Yes, fake news is a big problem.

Fake news is nothing new. But bogus stories can reach more people more quickly via social media than what good old-fashioned viral emails could accomplish in years past.

Stopping the proliferation of fake news isn't just the responsibility of the platforms used to spread it. Those who consume news also need to find ways of determining if what they're reading is true. We offer several tips below.


Pay attention to the domain and URL

Established news organizations usually own their domains and they have a standard look that you are probably familiar with. Sites with such endings like .com.co should make you raise your eyebrows and tip you off that you need to dig around more to see if they can be trusted. This is true even when the site looks professional and has semi-recognizable logos. For example, abcnews.com is a legitimate news source, but abcnews.com.co is not, despite its similar appearance


Consult the experts.

 We know you’re busy, and some of this debunking takes time. But we get paid to do this kind of work. Between FactCheck.org, Snopes.com, the Washington Post Fact Checker and PolitiFact.com, it’s likely at least one has already fact-checked the latest viral claim to pop up in your news feed.

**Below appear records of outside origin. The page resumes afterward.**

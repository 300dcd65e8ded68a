//! Integration Tests for the NATS task queue
//!
//! These tests require a NATS server with JetStream enabled on
//! localhost:4222. Each test uses its own stream and subject prefix.

use cinecore_config::MessageBusConfig;
use cinecore_types::{
    EncodingStatus, Event, EventType, Lane, MediaEncodedPayload, MediaId, MediaProfilePair, MediaTaskArgs, RevokeRequest,
    TaskEnvelope, TaskName, PRIORITY_HIGH,
};
use futures::StreamExt;
use std::time::Duration;
use task_queue_client::{NatsTaskQueue, TaskQueue};
use uuid::Uuid;

fn isolated_config() -> MessageBusConfig {
    let tag = Uuid::new_v4().simple().to_string();
    MessageBusConfig {
        url: "nats://localhost:4222".to_string(),
        stream_name: format!("TEST_{}", tag.to_uppercase()),
        subject_prefix: format!("test-{}", &tag[..8]),
        registry_bucket: format!("test-registry-{}", &tag[..8]),
    }
}

async fn connect() -> NatsTaskQueue {
    NatsTaskQueue::new(&isolated_config(), Duration::from_secs(30))
        .await
        .expect("Failed to connect to NATS")
}

fn encode_task(media: &str, profile: i32) -> TaskEnvelope {
    TaskEnvelope::new(
        TaskName::EncodeMedia,
        MediaTaskArgs {
            media_id: MediaId::from(media),
        },
    )
    .expect("Failed to build task")
    .with_correlation(MediaId::from(media), profile)
}

#[tokio::test]
#[ignore] // Requires NATS server
async fn test_enqueue_consume_ack() {
    let queue = connect().await;
    assert!(queue.is_connected().await);

    let task = encode_task("m1", 3);
    let task_id = queue.enqueue(task.clone()).await.expect("Failed to enqueue");
    assert_eq!(task_id, task.task_id);

    let snapshot = queue.inspect().await.expect("Failed to inspect");
    assert!(snapshot.contains_task(&task_id));
    assert!(snapshot.contains_pair(&MediaProfilePair::new(MediaId::from("m1"), 3)));

    let mut deliveries = queue.consume(Lane::Long);
    let delivery = tokio::time::timeout(Duration::from_secs(5), deliveries.next())
        .await
        .expect("Timeout waiting for delivery")
        .expect("Stream ended")
        .expect("Delivery failed");
    assert_eq!(delivery.task.task_id, task_id);
    delivery.ack().await.expect("Failed to ack");

    let snapshot = queue.inspect().await.expect("Failed to inspect");
    assert!(!snapshot.contains_task(&task_id));
}

#[tokio::test]
#[ignore] // Requires NATS server
async fn test_high_priority_delivered_first() {
    let queue = connect().await;

    let normal = encode_task("m1", 4);
    let urgent = encode_task("m1", 1).with_priority(PRIORITY_HIGH);
    queue.enqueue(normal.clone()).await.expect("Failed to enqueue");
    queue.enqueue(urgent.clone()).await.expect("Failed to enqueue");

    let mut deliveries = queue.consume(Lane::Long);
    let first = tokio::time::timeout(Duration::from_secs(5), deliveries.next())
        .await
        .expect("Timeout waiting for delivery")
        .expect("Stream ended")
        .expect("Delivery failed");
    assert_eq!(first.task.task_id, urgent.task_id);
    first.ack().await.expect("Failed to ack");
}

#[tokio::test]
#[ignore] // Requires NATS server
async fn test_revocation_is_broadcast() {
    let queue = connect().await;
    let task = encode_task("m2", 2);
    queue.enqueue(task.clone()).await.expect("Failed to enqueue");

    let mut revocations = queue.revocations();
    // give the subscription time to register
    tokio::time::sleep(Duration::from_millis(200)).await;

    queue
        .revoke(RevokeRequest {
            task_id: task.task_id.clone(),
            temp_file: None,
        })
        .await
        .expect("Failed to revoke");

    let received = tokio::time::timeout(Duration::from_secs(5), revocations.next())
        .await
        .expect("Timeout waiting for revocation")
        .expect("Stream ended")
        .expect("Revocation failed");
    assert_eq!(received.task_id, task.task_id);

    let snapshot = queue.inspect().await.expect("Failed to inspect");
    assert!(!snapshot.contains_task(&task.task_id));
}

#[tokio::test]
#[ignore] // Requires NATS server
async fn test_event_publish() {
    let queue = connect().await;
    let event = Event::new(
        EventType::MediaEncoded,
        "test",
        MediaEncodedPayload {
            media_id: MediaId::from("m1"),
            status: EncodingStatus::Success,
            profiles: vec![1, 2],
            hls_file: None,
        },
    )
    .expect("Failed to create event");
    queue.publish_event(&event).await.expect("Failed to publish");
}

FactCheck.org was among a network of independent fact-checkers who signed an open letter to Facebook’s Mark Zuckerberg suggesting that Facebook “start an open conversation on the principles that could underpin a more accurate news ecosystem on its News Feed.” We hope that conversation happens, but news readers themselves remain the first line of defense against fake news.


Read beyond the headline. 

If a provocative headline drew your attention, read a little further before you decide to pass along the shocking information. Even in legitimate news stories, the headline doesn’t always tell the whole story. But fake news, particularly efforts to be satirical, can include several revealing signs in the text. That abcnews.com.co story that we checked, headlined “Obama Signs Executive Order Banning The Pledge Of Allegiance In Schools Nationwide,” went on to quote “Fappy the Anti-Masturbation Dolphin.” We have to assume that the many readers who asked us whether this viral rumor was true hadn’t read the full story.


Read the "About Us" section

Most sites will have a lot of information about the news outlet, the company that runs it, members of leadership, and the mission and ethics statement behind an organization. The language used here is straightforward. If it's melodramatic and seems overblown, you should be skeptical. Also, you should be able to find out more information about the organization's leaders in places other than that site.


Reverse image search

A picture should be accurate in illustrating what the story is about. This often doesn't happen. If people who write these fake news stories don't even leave their homes or interview anyone for the stories, it's unlikely they take their own pictures. Do a little detective work and reverse search for the image on Google. You can do this by right-clicking on the image and choosing to search Google for it. If the image is appearing on a lot of stories about many different topics, there's a good chance it's not actually an image of what it says it was on the first story.


Check the date.

Some false stories aren’t completely fake, but rather distortions of real events. These mendacious claims can take a legitimate news story and twist what it says  or even claim that something that happened long ago is related to current events.